"Il repensa à ce qu'elle avait dit l'automne d'avant,qu'elle commençait à croire que les gens pouvaient changer".
Ce principe, mis en avant dans le roman
le monde à l'endroit, par l'Américain
Ron Rash (nouvelliste, romancier, lauréat de grands prix littéraires) se retrouve dans les trois personnages principaux, à l'envers (anticonformistes), dans ce récit.
Travis Shelton, le jeune délinquant (qui parle ci dessus) "un sacré buveur", un "craneur", qui, se croyant malin, vole par deux fois les plans de marijuana d'une culture illégale, les revend à Leonard Shiler, ex prof devenu dealer, puis se fait sectionner le tendon d'Achille par les brutaux et dangereux propriétaires du champ, en guise d'avertissement.
Leonard, le prof désabusé,mis au ban de la société,qui se fout de pousser les jeunes et moins jeunes à la drogue en leur revendant cachets et marijuana.
Dena, la paumée autodestructrice, qui loge dans le mobil-home de Leonard.
Le monde à l'endroit évoque les raisons qui font que certains êtres se perdent, un jour, sur leur propre chemin de vie (non reconnaissance de leur valeur,humiliation,injustice,dénonciation,abandon..) puis leur laisse une deuxième chance pour se racheter (leur empathie,leur intelligence,leur besoin de béquilles, leur rencontre avec l'amour ou l'amitié..).

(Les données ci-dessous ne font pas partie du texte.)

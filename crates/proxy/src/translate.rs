//! Bidirectional message and tool-schema translation.
//!
//! Outbound: Anthropic Messages → OpenAI chat/completions or Gemini
//! generateContent, including system-prompt identity scrubbing and optional
//! tool-description compression. The reverse (stream) direction lives in the
//! streaming machine; this module is purely about request bodies.

pub mod google;
pub mod identity;
pub mod openai;
pub mod tools;

/// Tool-schema compression switch.
///
/// The set of tools to *drop* at a given filtering level is decided by the
/// caller before translation; this switch only controls whether surviving
/// descriptions are compressed.
#[derive(Debug, Clone, Copy, PartialEq, Eq, Default)]
pub enum ToolSummarization {
    #[default]
    Off,
    Summarize,
}
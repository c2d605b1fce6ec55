//! Per-provider request handlers.
//!
//! A handler is the long-lived object bound to one `(provider, model)` pair.
//! It owns the session state (token counters, context window, the Gemini
//! tool-name map) and converts requests and responses for its dialect. One
//! handler exists per target model for the life of the proxy; per-request
//! state lives in the streaming machine.

mod anthropic;
mod google;
mod openai;

pub use anthropic::AnthropicHandler;
pub use google::GoogleHandler;
pub use openai::OpenAiHandler;

use std::{convert::Infallible, path::PathBuf, sync::Arc};

use async_trait::async_trait;
use axum::{
    body::Bytes,
    response::{IntoResponse, Response, Sse, sse::Event},
};
use futures::StreamExt;
use secrecy::SecretString;
use tokio::sync::mpsc;
use tokio_stream::wrappers::UnboundedReceiverStream;

use crate::{
    detect::{HealthCache, ModelCache},
    error::{ProxyError, ProxyResult},
    middleware::ReplayCache,
    protocol::anthropic::{CountTokensResponse, MessagesRequest, StreamEvent},
    registry::{Dialect, ProviderDescriptor, Route},
    stream::estimate_tokens,
    tracker::SessionTracker,
};

/// Shared collaborators injected into every handler.
///
/// Everything process-wide lives here explicitly (design note: no ambient
/// globals) so the handlers stay testable with fakes.
pub struct HandlerContext {
    pub config: config::RuntimeConfig,
    pub replay_cache: Arc<ReplayCache>,
    pub health_cache: Arc<HealthCache>,
    pub model_cache: Arc<ModelCache>,
    pub status_dir: PathBuf,
    pub port: u16,
}

/// A provider-bound request handler.
#[async_trait]
pub trait Handler: Send + Sync {
    /// Serves one `/v1/messages` call, returning the SSE response.
    async fn handle(&self, request: MessagesRequest, raw_body: Bytes) -> ProxyResult<Response>;

    /// Serves `/v1/messages/count_tokens`.
    async fn count_tokens(&self, raw_body: Bytes) -> ProxyResult<CountTokensResponse> {
        Ok(CountTokensResponse {
            input_tokens: u64::from(estimate_tokens(std::str::from_utf8(&raw_body).unwrap_or_default())),
        })
    }

    fn descriptor(&self) -> &ProviderDescriptor;

    fn tracker(&self) -> &SessionTracker;
}

/// Builds the handler for a resolved route.
pub fn build(route: Route, ctx: &Arc<HandlerContext>) -> Arc<dyn Handler> {
    match route.provider.dialect {
        Dialect::OpenAi => Arc::new(OpenAiHandler::new(route, ctx)),
        Dialect::Gemini => Arc::new(GoogleHandler::new(route, ctx)),
        Dialect::Anthropic => Arc::new(AnthropicHandler::new(route, ctx)),
    }
}

/// Reads the provider's credential, or reports which variable is missing.
pub(crate) fn credential(provider: &ProviderDescriptor) -> ProxyResult<Option<SecretString>> {
    let Some(env) = provider.cred_env else {
        return Ok(None);
    };

    match std::env::var(env) {
        Ok(value) if !value.trim().is_empty() => Ok(Some(SecretString::from(value))),
        _ => Err(ProxyError::MissingCredential {
            env: env.to_string(),
            hint_url: provider.hint_url.to_string(),
        }),
    }
}

/// Rejects requests whose capabilities the model cannot serve.
pub(crate) fn check_capabilities(provider: &ProviderDescriptor, request: &MessagesRequest, model: &str) -> ProxyResult<()> {
    let needs_tools = request.tools.as_ref().is_some_and(|tools| !tools.is_empty());

    if needs_tools && !provider.capabilities.tools {
        return Err(ProxyError::Capability {
            model: model.to_string(),
            capability: "tools".to_string(),
        });
    }

    Ok(())
}

/// Turns the machine's event channel into the client-facing SSE response,
/// terminated by the `data: [DONE]` sentinel.
pub(crate) fn sse_response(receiver: mpsc::UnboundedReceiver<StreamEvent>) -> Response {
    let events = UnboundedReceiverStream::new(receiver)
        .map(|event| Ok::<_, Infallible>(Event::default().event(event.event_name()).json_data(&event).unwrap_or_else(|e| {
            log::error!("Failed to serialize stream event: {e}");
            Event::default().event("error").data(r#"{"type":"error","error":{"type":"server_error","message":"serialization failed"}}"#)
        })));

    let with_done = events.chain(futures::stream::once(async {
        Ok::<_, Infallible>(Event::default().data("[DONE]"))
    }));

    Sse::new(with_done).into_response()
}

/// Rough input-size estimate for `message_start` and fallback accounting.
pub(crate) fn input_estimate(raw_body: &Bytes) -> u32 {
    estimate_tokens(std::str::from_utf8(raw_body).unwrap_or_default())
}

/// Maps an upstream non-2xx status to the error taxonomy.
pub(crate) async fn upstream_error(provider: &ProviderDescriptor, model: &str, response: reqwest::Response) -> ProxyError {
    let status = response.status().as_u16();
    let body = response.text().await.unwrap_or_else(|_| "Unknown error".to_string());

    log::error!("{} API error ({status}): {body}", provider.name);

    let model_missing = status == 404
        || (body.contains("not found") && body.contains("model"))
        || body.contains("model_not_found");

    if model_missing {
        let hint = if provider.ollama_options {
            format!("Try: ollama pull {model}")
        } else if provider.local {
            format!("Check that {model} is loaded on {}", provider.base_url)
        } else {
            format!("Check the model name against {}", provider.name)
        };

        return ProxyError::ModelNotFound {
            model: model.to_string(),
            hint,
        };
    }

    match status {
        429 => ProxyError::RateLimited(body),
        _ => ProxyError::Api { status, message: body },
    }
}

#[cfg(test)]
mod tests {
    use super::*;
    use crate::registry::Registry;
    use config::LocalEndpoints;

    #[test]
    fn missing_credential_names_env_and_hint() {
        let registry = Registry::new(&LocalEndpoints::default());
        let route = registry.resolve("g/gemini-2.5-flash");

        // SAFETY: no other test mutates this variable.
        unsafe {
            std::env::remove_var("GEMINI_API_KEY");
        }

        let error = credential(&route.provider).unwrap_err();
        let message = error.client_message();
        assert!(message.contains("GEMINI_API_KEY"));
        assert!(message.contains("aistudio.google.com"));
    }

    #[test]
    fn local_providers_need_no_credential() {
        let registry = Registry::new(&LocalEndpoints::default());
        let route = registry.resolve("ollama/qwen3:8b");

        assert!(credential(&route.provider).unwrap().is_none());
    }

    #[test]
    fn tools_against_toolless_model_is_a_capability_error() {
        let registry = Registry::new(&LocalEndpoints::default());
        let mut route = registry.resolve("ollama/tinyllama");
        route.provider.capabilities.tools = false;

        let request: MessagesRequest = serde_json::from_value(serde_json::json!({
            "model": "ollama/tinyllama",
            "max_tokens": 128,
            "messages": [{"role": "user", "content": "hi"}],
            "tools": [{"name": "Read", "input_schema": {"type": "object"}}]
        }))
        .unwrap();

        let error = check_capabilities(&route.provider, &request, "tinyllama").unwrap_err();
        assert_eq!(error.error_type(), "capability_error");
    }
}
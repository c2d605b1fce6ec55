//! Context-window detection and local-server health probing.
//!
//! Window detection order: explicit override, disk cache, a probe of the
//! server, then a conservative default. Probed values are remembered in
//! `${HOME}/.config/claudish/model-cache.json` (owner-only permissions) so
//! later sessions skip the probe. Health results are cached per base URL for
//! a short period.

use std::{
    collections::HashMap,
    fs,
    path::{Path, PathBuf},
    time::Duration,
};

use dashmap::DashMap;
use serde::{Deserialize, Serialize};
use serde_json::Value;
use tokio::time::Instant;

use crate::registry::ProviderDescriptor;

/// Window used when nothing better is known.
pub const DEFAULT_CONTEXT_WINDOW: u32 = 32_768;

/// How long a cached window stays valid.
const CACHE_TTL_SECS: i64 = 7 * 24 * 60 * 60;

/// How long a health probe result stays valid.
const HEALTH_TTL: Duration = Duration::from_secs(60);

/// Where a context-window figure came from.
#[derive(Debug, Clone, Copy, PartialEq, Eq)]
pub enum WindowSource {
    Env,
    Cache,
    Probed,
    Default,
}

#[derive(Debug, Serialize, Deserialize)]
struct CacheEntry {
    #[serde(rename = "contextWindow")]
    context_window: u32,
    timestamp: i64,
    ttl: i64,
}

/// Disk-backed `provider:model → context window` cache.
#[derive(Debug)]
pub struct ModelCache {
    path: PathBuf,
}

impl ModelCache {
    pub fn new(path: PathBuf) -> Self {
        Self { path }
    }

    /// Conventional location: `${HOME}/.config/claudish/model-cache.json`.
    pub fn default_path() -> PathBuf {
        std::env::home_dir()
            .unwrap_or_else(|| PathBuf::from("."))
            .join(".config")
            .join("claudish")
            .join("model-cache.json")
    }

    pub fn get(&self, provider: &str, model: &str) -> Option<u32> {
        let entries = self.load();
        let entry = entries.get(&cache_key(provider, model))?;

        let now = jiff::Timestamp::now().as_second();
        if now - entry.timestamp > entry.ttl {
            log::debug!("Cached context window for {provider}:{model} expired");
            return None;
        }

        Some(entry.context_window)
    }

    pub fn put(&self, provider: &str, model: &str, context_window: u32) {
        let mut entries = self.load();
        entries.insert(
            cache_key(provider, model),
            CacheEntry {
                context_window,
                timestamp: jiff::Timestamp::now().as_second(),
                ttl: CACHE_TTL_SECS,
            },
        );

        if let Err(e) = self.store(&entries) {
            log::warn!("Failed to write model cache {}: {e}", self.path.display());
        }
    }

    fn load(&self) -> HashMap<String, CacheEntry> {
        let Ok(raw) = fs::read_to_string(&self.path) else {
            return HashMap::new();
        };

        serde_json::from_str(&raw).unwrap_or_else(|e| {
            log::warn!("Model cache {} is corrupt ({e}), starting fresh", self.path.display());
            HashMap::new()
        })
    }

    fn store(&self, entries: &HashMap<String, CacheEntry>) -> std::io::Result<()> {
        if let Some(parent) = self.path.parent() {
            fs::create_dir_all(parent)?;
            restrict_permissions(parent, 0o700)?;
        }

        let body = serde_json::to_vec_pretty(entries).map_err(std::io::Error::other)?;
        let tmp = self.path.with_extension("json.tmp");
        fs::write(&tmp, body)?;
        restrict_permissions(&tmp, 0o600)?;
        fs::rename(&tmp, &self.path)
    }
}

fn cache_key(provider: &str, model: &str) -> String {
    format!("{provider}:{model}")
}

#[cfg(unix)]
fn restrict_permissions(path: &Path, mode: u32) -> std::io::Result<()> {
    use std::os::unix::fs::PermissionsExt;
    fs::set_permissions(path, fs::Permissions::from_mode(mode))
}

#[cfg(not(unix))]
fn restrict_permissions(_path: &Path, _mode: u32) -> std::io::Result<()> {
    Ok(())
}

/// Detects the context window for a model on a provider.
pub async fn detect_context_window(
    client: &reqwest::Client,
    provider: &ProviderDescriptor,
    model: &str,
    override_window: Option<u32>,
    cache: &ModelCache,
) -> (u32, WindowSource) {
    if let Some(window) = override_window {
        return (window, WindowSource::Env);
    }

    if let Some(window) = cache.get(provider.name, model) {
        return (window, WindowSource::Cache);
    }

    if provider.local
        && let Some(window) = probe_context_window(client, provider, model).await
    {
        cache.put(provider.name, model, window);
        return (window, WindowSource::Probed);
    }

    (DEFAULT_CONTEXT_WINDOW, WindowSource::Default)
}

/// Asks a local server how big the model's context is.
async fn probe_context_window(client: &reqwest::Client, provider: &ProviderDescriptor, model: &str) -> Option<u32> {
    if provider.ollama_options {
        let response = client
            .post(format!("{}/api/show", provider.base_url))
            .json(&serde_json::json!({"model": model}))
            .send()
            .await
            .ok()?;

        let body: Value = response.json().await.ok()?;
        return context_length_from_show(&body);
    }

    let response = client
        .get(format!("{}/v1/models", provider.base_url))
        .send()
        .await
        .ok()?;

    let body: Value = response.json().await.ok()?;
    let entries = body.get("data")?.as_array()?;

    entries
        .iter()
        .find(|entry| entry.get("id").and_then(Value::as_str) == Some(model))
        .and_then(context_length_from_entry)
}

/// Ollama's `/api/show` nests the figure under `model_info` with an
/// architecture-specific key (`llama.context_length`, `qwen3.context_length`).
fn context_length_from_show(body: &Value) -> Option<u32> {
    let info = body.get("model_info")?.as_object()?;

    info.iter()
        .find(|(key, _)| key.ends_with(".context_length"))
        .and_then(|(_, value)| value.as_u64())
        .map(|window| window as u32)
}

fn context_length_from_entry(entry: &Value) -> Option<u32> {
    for key in ["context_length", "max_context_length", "max_model_len"] {
        if let Some(window) = entry.get(key).and_then(Value::as_u64) {
            return Some(window as u32);
        }
    }
    None
}

/// Per-base-URL health results with a short TTL.
#[derive(Debug, Default)]
pub struct HealthCache {
    entries: DashMap<String, (Instant, bool)>,
}

impl HealthCache {
    pub fn get(&self, base_url: &str) -> Option<bool> {
        let entry = self.entries.get(base_url)?;
        let (probed_at, healthy) = *entry;

        (probed_at.elapsed() < HEALTH_TTL).then_some(healthy)
    }

    pub fn put(&self, base_url: &str, healthy: bool) {
        self.entries.insert(base_url.to_string(), (Instant::now(), healthy));
    }
}

/// Probes a local server, trying the Ollama surface first, then the
/// OpenAI-compatible one. The first 2xx wins. Results are cached.
pub async fn check_health(client: &reqwest::Client, base_url: &str, cache: &HealthCache) -> bool {
    if let Some(healthy) = cache.get(base_url) {
        return healthy;
    }

    let healthy = probe_health(client, base_url).await;
    cache.put(base_url, healthy);

    if !healthy {
        log::warn!("Local server at {base_url} is not responding");
    }

    healthy
}

async fn probe_health(client: &reqwest::Client, base_url: &str) -> bool {
    for path in ["/api/tags", "/v1/models"] {
        match client.get(format!("{base_url}{path}")).send().await {
            Ok(response) if response.status().is_success() => return true,
            Ok(_) | Err(_) => continue,
        }
    }

    false
}

#[cfg(test)]
mod tests {
    use super::*;

    #[test]
    fn cache_round_trip() {
        let dir = tempfile::tempdir().expect("tempdir");
        let cache = ModelCache::new(dir.path().join("model-cache.json"));

        assert_eq!(cache.get("ollama", "qwen3:8b"), None);

        cache.put("ollama", "qwen3:8b", 40_960);
        assert_eq!(cache.get("ollama", "qwen3:8b"), Some(40_960));

        // Other models are unaffected.
        assert_eq!(cache.get("ollama", "llama3"), None);
    }

    #[test]
    fn expired_entries_are_ignored() {
        let dir = tempfile::tempdir().expect("tempdir");
        let path = dir.path().join("model-cache.json");

        let stale = serde_json::json!({
            "ollama:qwen3:8b": {
                "contextWindow": 40960,
                "timestamp": jiff::Timestamp::now().as_second() - CACHE_TTL_SECS - 10,
                "ttl": CACHE_TTL_SECS
            }
        });
        fs::write(&path, stale.to_string()).expect("seed cache");

        let cache = ModelCache::new(path);
        assert_eq!(cache.get("ollama", "qwen3:8b"), None);
    }

    #[test]
    fn corrupt_cache_is_not_fatal() {
        let dir = tempfile::tempdir().expect("tempdir");
        let path = dir.path().join("model-cache.json");
        fs::write(&path, "{{{{not json").expect("seed cache");

        let cache = ModelCache::new(path);
        assert_eq!(cache.get("ollama", "qwen3:8b"), None);

        cache.put("ollama", "qwen3:8b", 8_192);
        assert_eq!(cache.get("ollama", "qwen3:8b"), Some(8_192));
    }

    #[cfg(unix)]
    #[test]
    fn cache_file_is_owner_only() {
        use std::os::unix::fs::PermissionsExt;

        let dir = tempfile::tempdir().expect("tempdir");
        let path = dir.path().join("nested").join("model-cache.json");
        let cache = ModelCache::new(path.clone());

        cache.put("ollama", "qwen3:8b", 8_192);

        let mode = fs::metadata(&path).expect("metadata").permissions().mode();
        assert_eq!(mode & 0o777, 0o600);
    }

    #[test]
    fn ollama_show_parsing() {
        let body = serde_json::json!({
            "model_info": {
                "general.architecture": "qwen3",
                "qwen3.context_length": 40960,
                "qwen3.embedding_length": 4096
            }
        });

        assert_eq!(context_length_from_show(&body), Some(40_960));
        assert_eq!(context_length_from_show(&serde_json::json!({})), None);
    }

    #[tokio::test(start_paused = true)]
    async fn health_cache_expires() {
        let cache = HealthCache::default();
        cache.put("http://localhost:11434", true);

        assert_eq!(cache.get("http://localhost:11434"), Some(true));

        tokio::time::advance(Duration::from_secs(61)).await;
        assert_eq!(cache.get("http://localhost:11434"), None);
    }
}
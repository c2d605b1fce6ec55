//! MiniMax adapter: asks the backend to separate reasoning from answer text.
//!
//! MiniMax is served over the Anthropic-compatible surface, so the
//! `reasoning_split` parameter is spliced into the forwarded Messages body
//! rather than into an OpenAI-style request.

use serde_json::{Value, json};

use super::Adapter;

#[derive(Debug)]
pub struct MiniMaxAdapter;

impl Adapter for MiniMaxAdapter {
    fn name(&self) -> &'static str {
        "minimax"
    }

    fn should_handle(&self, model_id: &str) -> bool {
        model_id.contains("minimax") || model_id.contains("abab")
    }

    fn reset(&mut self) {}

    fn prepare_anthropic(&self, raw_body: &[u8]) -> Option<Vec<u8>> {
        let mut body: Value = match serde_json::from_slice(raw_body) {
            Ok(Value::Object(map)) => Value::Object(map),
            Ok(_) | Err(_) => {
                log::warn!("MiniMax request body is not a JSON object, forwarding unchanged");
                return None;
            }
        };

        body["reasoning_split"] = json!(true);
        serde_json::to_vec(&body).ok()
    }
}

#[cfg(test)]
mod tests {
    use super::*;

    #[test]
    fn reasoning_split_is_spliced_into_the_body() {
        let adapter = MiniMaxAdapter;
        let raw = serde_json::json!({
            "model": "MiniMax-M2",
            "max_tokens": 1024,
            "messages": [{"role": "user", "content": "hi"}]
        })
        .to_string();

        let rewritten = adapter.prepare_anthropic(raw.as_bytes()).expect("rewritten body");
        let body: Value = serde_json::from_slice(&rewritten).expect("valid json");

        assert_eq!(body["reasoning_split"], true);
        // The rest of the request is untouched.
        assert_eq!(body["model"], "MiniMax-M2");
        assert_eq!(body["messages"][0]["content"], "hi");
    }

    #[test]
    fn non_object_bodies_are_left_alone() {
        let adapter = MiniMaxAdapter;
        assert_eq!(adapter.prepare_anthropic(b"[1,2,3]"), None);
        assert_eq!(adapter.prepare_anthropic(b"not json"), None);
    }
}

J'ai trouvé ce roman noir, très noir car les Toomey (père et fils), à la serpette chirurgicale et aux sales coups faciles sont ignobles, car l'inconscience de Travis, le cynisme de Leonard et l'avilissement de Dena m'ont énervée, car le passé sanguinaire (du comté "Bloody Madison" lors de la guerre de Secession) sur lequel le présent revient sans cesse,m'a révoltée...puis soudain j'ai vu, à travers mots, s'éclairer une lumière...j'ai entendu le Messie de Haendel qu'écoute Leonard, avec ferveur, une musique qui dit "Les passages tortueux deviendront droits" car il y a de la beauté en ce monde...et j'ai pensé voilà un sacré bon livre que celui dont l'infime parcelle d'espoir fait halluciner et frissonner son lecteur.
Ajoutez à cela une belle écriture,une plongée dans la nature souveraine où l'on se croit dans une tranquille partie de pêche à la truite et où l'on se retrouve sur un terrain de chasse, une ambiance angoissante à souhait (avec moult péripéties),un panel d'émotions contradictoires (en rapport ou non avec la question: porte-t-on le poids des actes répréhensibles de ses ancêtres?),des portraits psychologiques forts (contradictoires aussi, avec la mise en évidence du conflit père-fils) et vous obtenez un excellent roman!